Tramite il web bisognerà poi abituarsi a prenotare i propri appuntamenti dal parrucchiere o dall’estetista: non sarà consentito, infatti, attendere il proprio turno in negozio per evitare assembramenti e dunque la prenotazione è l’unica soluzione ed è ben gradita dagli utenti. Il 66% degli intervistati, infatti, afferma di voler usufruire di più servizi beauty prenotabili online, mentre i gestori stanno pensando di dotarsi di software dedicati per organizzare al meglio la propria agenda.
Tanti professionisti, inoltre, stanno pensando di allungare gli orari di apertura per ridistribuire il flusso dei clienti, considerando che le norme di sicurezza rallenteranno di molto il lavoro. I clienti sono disponibili a orari flessibili: il 51% degli intervistati sarebbe disposto a recarsi dal parrucchiere anche dopo le 21 pur di trovare posto, mentre gli orari mattutini sono stati votati solo dal 17% dei clienti. Il 73% dei gestori dei saloni ha invece dichiarato di essere disposto ad ampliare gli orari di apertura riorganizzando i turni dei collaboratori, al fine di poter accogliere il maggior numero di clienti possibile.
Certo, con questo sistema il rischio che il listino prezzi registri qualche aumento c’è: il 9% dei saloni, infatti, ha dichiarato di poter essere costretto ad aumentare il prezzo, ad esempio in alcuni dei giorni più ambiti, come il venerdì e il sabato, ma solo il 4% dei clienti è disposto a pagare di più. Il 35% degli intervistati, però, è propenso ad acquistare pacchetti e abbonamenti in anticipo per aiutare i saloni ad avere liquidità, garantendosi però trattamenti scontati.
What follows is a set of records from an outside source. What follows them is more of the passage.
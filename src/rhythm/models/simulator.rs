//! User-facing rhythm model: orchestration of parse → sync → entrainment.
//!
//! Purpose
//! -------
//! Provide the orchestrator that Rust callers (and the Python bindings)
//! interact with: [`RhythmModel`] holds the validated constants for a run and
//! composes the parsing and numeric passes, and [`RhythmSimulation`] owns the
//! resulting sequences.
//!
//! Key behaviors
//! -------------
//! - `simulate` parses the two per-group strings and runs both numeric
//!   passes; any parse failure aborts before the numeric passes start, with
//!   no partial output.
//! - `simulate_utterance` skips parsing for callers that already hold a
//!   validated [`Utterance`].
//! - [`RhythmSimulation::elapsed`] derives the cumulative-time axis that a
//!   plotting collaborator needs, as prefix sums of the duration sequence.
//!
//! Invariants & assumptions
//! ------------------------
//! - `sync.len() == durations.len() == N` for every successful run, with `N`
//!   the utterance's total unit count.
//! - A model value is immutable and stateless across runs; independent
//!   `simulate` calls may run concurrently on separate inputs.
//!
//! Testing notes
//! -------------
//! - Unit tests cover orchestration (length invariant, determinism, error
//!   propagation, elapsed prefix sums); the numeric reference sequences are
//!   pinned in the `sync` / `entrainment` module tests and in the
//!   integration test.
use crate::rhythm::{
    core::{
        entrainment::compute_durations, params::OscillatorParams, parse::parse_utterance,
        sync::compute_sync, utterance::Utterance,
    },
    errors::RhythmResult,
};
use ndarray::Array1;

/// Coupled-oscillator rhythm model for one set of physical constants.
///
/// Construct with validated [`OscillatorParams`] and call
/// [`simulate`](RhythmModel::simulate) once per utterance; the model carries
/// no per-run state.
#[derive(Debug, Clone, Copy, PartialEq)]
pub struct RhythmModel {
    params: OscillatorParams,
}

impl RhythmModel {
    /// Create a model from validated constants.
    pub fn new(params: OscillatorParams) -> Self {
        RhythmModel { params }
    }

    /// The constants this model simulates with.
    pub fn params(&self) -> &OscillatorParams {
        &self.params
    }

    /// Run one full simulation from the raw per-group input strings.
    ///
    /// Composition of the input parser, the sync pass, and the entrainment
    /// pass, in that order. No retries and no partial results: a malformed
    /// input string fails the run before any numeric pass executes.
    ///
    /// # Errors
    /// - Any [`RhythmError`](crate::rhythm::errors::RhythmError) from parsing
    ///   the input strings or validating the utterance.
    pub fn simulate(
        &self, group_count: usize, catalexis: usize, units_str: &str, amplitudes_str: &str,
    ) -> RhythmResult<RhythmSimulation> {
        let utterance = parse_utterance(group_count, catalexis, units_str, amplitudes_str)?;
        self.simulate_utterance(&utterance)
    }

    /// Run the numeric passes on an already-validated utterance.
    pub fn simulate_utterance(&self, utterance: &Utterance) -> RhythmResult<RhythmSimulation> {
        let sync = compute_sync(utterance, self.params.w0, self.params.t0);
        let durations = compute_durations(utterance, &sync, &self.params)?;
        Ok(RhythmSimulation { sync, durations })
    }
}

/// Output of one simulation run: the intermediate sync sequence and the
/// predicted V-to-V duration sequence, index-aligned and equal in length.
///
/// Rendering collaborators plot durations against [`elapsed`]
/// (RhythmSimulation::elapsed); persistence collaborators write the duration
/// values one per line.
#[derive(Debug, Clone, PartialEq)]
pub struct RhythmSimulation {
    /// Per-unit synchronization values (intermediate output).
    pub sync: Array1<f64>,
    /// Predicted V-to-V interval durations in seconds (final output).
    pub durations: Array1<f64>,
}

impl RhythmSimulation {
    /// Number of V-to-V units in the simulated utterance.
    pub fn len(&self) -> usize {
        self.durations.len()
    }

    /// Whether the run produced no units (never true for a valid utterance).
    pub fn is_empty(&self) -> bool {
        self.durations.is_empty()
    }

    /// Cumulative elapsed time at the end of each V-to-V unit.
    ///
    /// Prefix sums of the duration sequence; `elapsed[i]` is when unit `i`
    /// ends, giving the time axis for a duration-vs-time plot.
    pub fn elapsed(&self) -> Array1<f64> {
        let mut total = 0.0;
        self.durations.mapv(|d| {
            total += d;
            total
        })
    }
}
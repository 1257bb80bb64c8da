#[cfg(feature = "python-bindings")]
use pyo3::{exceptions::PyValueError, prelude::*};

#[cfg(feature = "python-bindings")]
use crate::rhythm::core::{params::OscillatorParams, resetting::ResettingMethod};

#[cfg(feature = "python-bindings")]
pub fn extract_resetting_method(resetting: Option<&str>) -> PyResult<ResettingMethod> {
    let name = resetting.unwrap_or("fixed").to_lowercase();
    let method = match name.as_str() {
        "fixed" | "fixed_length" => ResettingMethod::fixed_length(),
        "variable" | "variable_length" => ResettingMethod::variable_length(),
        other => {
            return Err(PyValueError::new_err(format!(
                "invalid resetting method {:?} (expected 'fixed' or 'variable')",
                other
            )));
        }
    };
    Ok(method)
}

#[cfg(feature = "python-bindings")]
pub fn build_oscillator_params(
    alpha: f64, beta: f64, t0: f64, w0: f64, resetting: Option<&str>,
) -> PyResult<OscillatorParams> {
    let method = extract_resetting_method(resetting)?;

    // OscillatorParams::new -> ParamResult<OscillatorParams> -> PyErr
    let params = OscillatorParams::new(alpha, beta, t0, w0, method)?;

    Ok(params)
}
//! Model constants for one simulation run.
//!
//! This module provides the validated constant container
//! [`OscillatorParams`]: the four physical constants of the coupled-oscillator
//! model plus the resetting-length policy. The container is immutable for the
//! duration of a run and is threaded explicitly through the numeric passes;
//! there is no ambient or global model state.
//!
//! ## Invariants validated by the constructor
//! - `alpha > 0` (entrainment rate), finite
//! - `beta > 0` (decay rate), finite
//! - `t0 > 0` (resting period, seconds), finite
//! - `0 ≤ w0 ≤ 1` (coupling strength), finite
//!
//! The recurrence formulas would accept arbitrary reals, but out-of-domain
//! constants only ever produce degenerate sequences, so construction fails
//! fast with a [`ParamError`](crate::rhythm::errors::ParamError) instead.
use crate::rhythm::{
    core::{
        resetting::ResettingMethod,
        validation::{validate_alpha, validate_beta, validate_coupling, validate_resting_period},
    },
    errors::ParamResult,
};

/// Validated physical constants and resetting policy for one run.
///
/// Construct via [`OscillatorParams::new`]; downstream passes assume the
/// documented domains hold and never re-validate.
#[derive(Debug, Clone, Copy, PartialEq)]
pub struct OscillatorParams {
    /// Entrainment rate (> 0).
    pub alpha: f64,
    /// Decay rate of the phrase-initial reset (> 0).
    pub beta: f64,
    /// Resting oscillator period in seconds (> 0).
    pub t0: f64,
    /// Coupling strength (0 ≤ w0 ≤ 1); 0 disables coupling entirely.
    pub w0: f64,
    /// Policy choosing how many leading units per group receive the reset.
    pub resetting: ResettingMethod,
}

impl OscillatorParams {
    /// Construct a validated [`OscillatorParams`].
    ///
    /// # Errors
    /// - [`ParamError::InvalidAlpha`](crate::rhythm::errors::ParamError::InvalidAlpha),
    ///   [`InvalidBeta`](crate::rhythm::errors::ParamError::InvalidBeta),
    ///   [`InvalidRestingPeriod`](crate::rhythm::errors::ParamError::InvalidRestingPeriod), or
    ///   [`InvalidCoupling`](crate::rhythm::errors::ParamError::InvalidCoupling)
    ///   when the corresponding constant is non-finite or out of domain.
    ///   Validation stops at the first offending field, checked in the order
    ///   `alpha`, `beta`, `t0`, `w0`.
    pub fn new(
        alpha: f64, beta: f64, t0: f64, w0: f64, resetting: ResettingMethod,
    ) -> ParamResult<Self> {
        validate_alpha(alpha)?;
        validate_beta(beta)?;
        validate_resting_period(t0)?;
        validate_coupling(w0)?;
        Ok(OscillatorParams { alpha, beta, t0, w0, resetting })
    }

    /// Virtual predecessor duration seeding the entrainment recurrence.
    ///
    /// `t0` when the chain is uncoupled (`w0 == 0`), otherwise `7 * t0²`.
    pub fn initial_duration(&self) -> f64 {
        if self.w0 == 0.0 { self.t0 } else { 7.0 * self.t0 * self.t0 }
    }
}
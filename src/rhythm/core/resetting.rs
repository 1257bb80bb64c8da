//! Resetting-length policies for the entrainment recurrence.
//!
//! The phrase-initial decay correction ("reset") is only applied to the first
//! few units of each stress group; the policy below decides how many. In the
//! fixed policy every group exposes its first two units to the reset; in the
//! variable policy the window scales with the group size.
//!
//! Catalexis entries never receive a reset, so no length is computed for
//! them.
use crate::rhythm::core::utterance::StressGroup;

/// Policy choosing how many leading units of a stress group receive the
/// decay reset term.
///
/// Invariant: the length is consulted for real groups only; the catalexis
/// pseudo-group is outside both policies.
#[derive(Debug, Clone, Copy, PartialEq, Eq)]
pub enum ResettingMethod {
    /// The first two units of every group are reset-eligible.
    FixedLength,
    /// The first `round(0.7 * unit_count)` units are reset-eligible.
    VariableLength,
}

impl ResettingMethod {
    /// Select the fixed two-unit resetting window.
    pub const fn fixed_length() -> Self {
        ResettingMethod::FixedLength
    }

    /// Select the size-proportional resetting window.
    pub const fn variable_length() -> Self {
        ResettingMethod::VariableLength
    }

    /// Number of leading units of `group` eligible for the reset term.
    ///
    /// - `FixedLength`: always 2, regardless of the group size (a
    ///   single-unit group simply has its one unit inside the window).
    /// - `VariableLength`: `round(0.7 * unit_count)`, half away from zero,
    ///   e.g. 3 for a 4-unit group and 2 for a 3-unit group.
    pub fn resetting_length(&self, group: &StressGroup) -> usize {
        match self {
            ResettingMethod::FixedLength => 2,
            ResettingMethod::VariableLength => (0.7 * group.unit_count as f64).round() as usize,
        }
    }
}
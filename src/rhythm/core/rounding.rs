//! Per-step decimal quantization of the simulated sequences.
//!
//! The model stores every sync and duration value rounded to 4 decimal
//! digits, and each recurrence step reads the *rounded* previous value, not
//! full precision. The quantization is part of the model's arithmetic, not a
//! display concern; dropping it changes the output sequences.
//!
//! Rounding mode is half away from zero (`f64::round` semantics).

/// Scale factor for the 4-decimal quantization grid.
pub const DECIMAL_SCALE: f64 = 1e4;

/// Round `value` to 4 decimal digits, half away from zero.
///
/// Applied to every sync and duration value before it is stored; the
/// recurrences then consume the rounded value on the next step.
#[inline]
pub fn round4(value: f64) -> f64 {
    (value * DECIMAL_SCALE).round() / DECIMAL_SCALE
}

#[cfg(test)]
mod tests {
    use super::*;

    #[test]
    // Purpose
    // -------
    // Pin the quantization behavior on unambiguous probes away from binary
    // tie artifacts, for both signs.
    //
    // Given
    // -----
    // - 0.10564 (rounds down), 0.10566 (rounds up), -0.12346 (rounds away
    //   from zero), and an already-quantized value.
    //
    // Expect
    // ------
    // - 0.1056, 0.1057, -0.1235, and the input unchanged.
    fn round4_quantizes_to_four_decimals() {
        assert_eq!(round4(0.10564), 0.1056);
        assert_eq!(round4(0.10566), 0.1057);
        assert_eq!(round4(-0.12346), -0.1235);
        assert_eq!(round4(0.1056), 0.1056);
    }

    #[test]
    // Purpose
    // -------
    // Verify the first sync value of the reference scenario quantizes to the
    // documented 4-decimal figure.
    //
    // Given
    // -----
    // - w0 = 0.78 and a 4-unit group: raw sync = 0.78 * exp(-2).
    //
    // Expect
    // ------
    // - round4 yields exactly 0.1056.
    fn round4_matches_reference_sync_value() {
        let raw = 0.78 * (-2.0_f64).exp();
        assert_eq!(round4(raw), 0.1056);
    }
}
//! rhythm — Barbosa coupled-oscillator V-to-V timing stack.
//!
//! Purpose
//! -------
//! Bundle the complete rhythm-simulation layer under a single namespace:
//! core utterance/parameter types and numeric passes, the user-facing model,
//! and the shared error types. This is the surface most consumers (including
//! the Python bindings) should depend on.
//!
//! Key behaviors
//! -------------
//! - Collect the structural and numerical building blocks in [`core`]:
//!   utterance containers, input parsing, model constants, resetting
//!   policies, quantization, and the sync/entrainment passes.
//! - Expose the orchestrating [`RhythmModel`] and its [`RhythmSimulation`]
//!   output in [`models`].
//! - Centralize error types in [`errors`] (`RhythmError`, `ParamError`, and
//!   the `RhythmResult` / `ParamResult` aliases) so callers see a uniform
//!   error surface across the stack.
//! - Re-export the everyday types directly from this module and via
//!   [`prelude`] for ergonomic imports in downstream code.
//!
//! Invariants & assumptions
//! ------------------------
//! - Simulation inputs are carried in validated containers: utterances are
//!   non-empty with positive unit counts and finite positive amplitudes,
//!   model constants lie in their documented domains.
//! - Each run produces two index-aligned sequences of identical length and
//!   consumes no shared mutable state; independent runs may proceed
//!   concurrently.
//! - The stack performs no I/O and no logging; callers orchestrate
//!   persistence and rendering. Error conditions surface as `RhythmResult` /
//!   `ParamResult`.
//!
//! Conventions
//! -----------
//! - Indexing is 0-based in all public sequences; `sync[i]` and
//!   `durations[i]` describe the same V-to-V unit.
//! - Durations are expressed in seconds and quantized to 4 decimals, the
//!   model's own working precision.

pub mod core;
pub mod errors;
pub mod models;

// ---- Re-exports (primary public surface) ----------------------------------

pub use self::core::{
    compute_durations, compute_sync, parse_utterance, OscillatorParams, ResettingMethod,
    StressGroup, Utterance,
};
pub use self::errors::{InputField, ParamError, ParamResult, RhythmError, RhythmResult};
pub use self::models::{RhythmModel, RhythmSimulation};

// ---- Optional convenience prelude for downstream crates -------------------
//
// Downstream crates can write
//
//     use vv_rhythm::rhythm::prelude::*;
//
// to import the main simulation surface in a single line.

pub mod prelude {
    pub use super::core::{OscillatorParams, ResettingMethod, StressGroup, Utterance};
    pub use super::errors::{ParamError, RhythmError, RhythmResult};
    pub use super::models::{RhythmModel, RhythmSimulation};
}
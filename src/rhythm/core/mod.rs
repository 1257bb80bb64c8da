//! core — utterance structure, model constants, and the two numeric passes.
//!
//! Purpose
//! -------
//! Collect the building blocks of the coupled-oscillator rhythm simulator:
//! validated utterance containers, the per-group input parser, model-constant
//! types, the resetting-length policy, the quantization helper, and the sync
//! and entrainment passes. The user-facing model in
//! [`crate::rhythm::models`] builds on top of these primitives.
//!
//! Key behaviors
//! -------------
//! - Describe phrase structure via [`StressGroup`] / [`Utterance`], built
//!   either directly or from the two space-separated input strings via
//!   [`parse_utterance`].
//! - Carry the four physical constants and the resetting policy in
//!   [`OscillatorParams`] / [`ResettingMethod`], validated at construction.
//! - Produce the per-unit sequences with [`compute_sync`] and
//!   [`compute_durations`], each a single deterministic left-to-right pass
//!   quantized by [`round4`].
//!
//! Invariants & assumptions
//! ------------------------
//! - Utterances hold at least one real stress group; unit counts are ≥ 1 and
//!   amplitudes finite and strictly positive (enforced by `Utterance::new`).
//! - Model constants satisfy the domains documented on [`OscillatorParams`];
//!   the numeric passes assume validated inputs and never re-check them.
//! - Both output sequences of a run have exactly `total_units()` entries; the
//!   entrainment pass rejects a sync sequence of any other length.
//! - Every stored sync/duration value is quantized to 4 decimals and the
//!   recurrences consume the quantized values; this is part of the model's
//!   arithmetic.
//!
//! Conventions
//! -----------
//! - Group and token indices are 0-based; unit positions inside a group are
//!   1-based to match the positional sync rules.
//! - This module performs no I/O and no logging; it operates purely on
//!   `ndarray` containers and scalar values. Error conditions are reported
//!   via `RhythmResult` / `ParamResult`.
//!
//! Testing notes
//! -------------
//! - Unit tests in the submodules pin the quantized reference sequences and
//!   cover each validation rejection; the full pipeline is exercised by the
//!   integration test at the crate level.

pub mod entrainment;
pub mod params;
pub mod parse;
pub mod resetting;
pub mod rounding;
pub mod sync;
pub mod utterance;
pub mod validation;

// ---- Re-exports (primary public surface) ----------------------------------

pub use self::entrainment::compute_durations;
pub use self::params::OscillatorParams;
pub use self::parse::parse_utterance;
pub use self::resetting::ResettingMethod;
pub use self::rounding::round4;
pub use self::sync::compute_sync;
pub use self::utterance::{StressGroup, Utterance};
pub use self::validation::{
    validate_alpha, validate_amplitude, validate_beta, validate_coupling,
    validate_resting_period, validate_unit_count,
};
Infine, tanti professionisti stanno valutando l’idea del co-working: secondo la ricerca in Italia ci sono 95.000 centri di bellezza, il che vuol dire che sono tanti i piccoli saloni che potrebbero non riuscire a gestire le distanze di sicurezza e gli orari dilatati. Ecco perché in molti casi qualcuno potrebbe decidere di condividere spazi più grandi per ridurre i costi ma garantire ai clienti fasce orarie più ampie.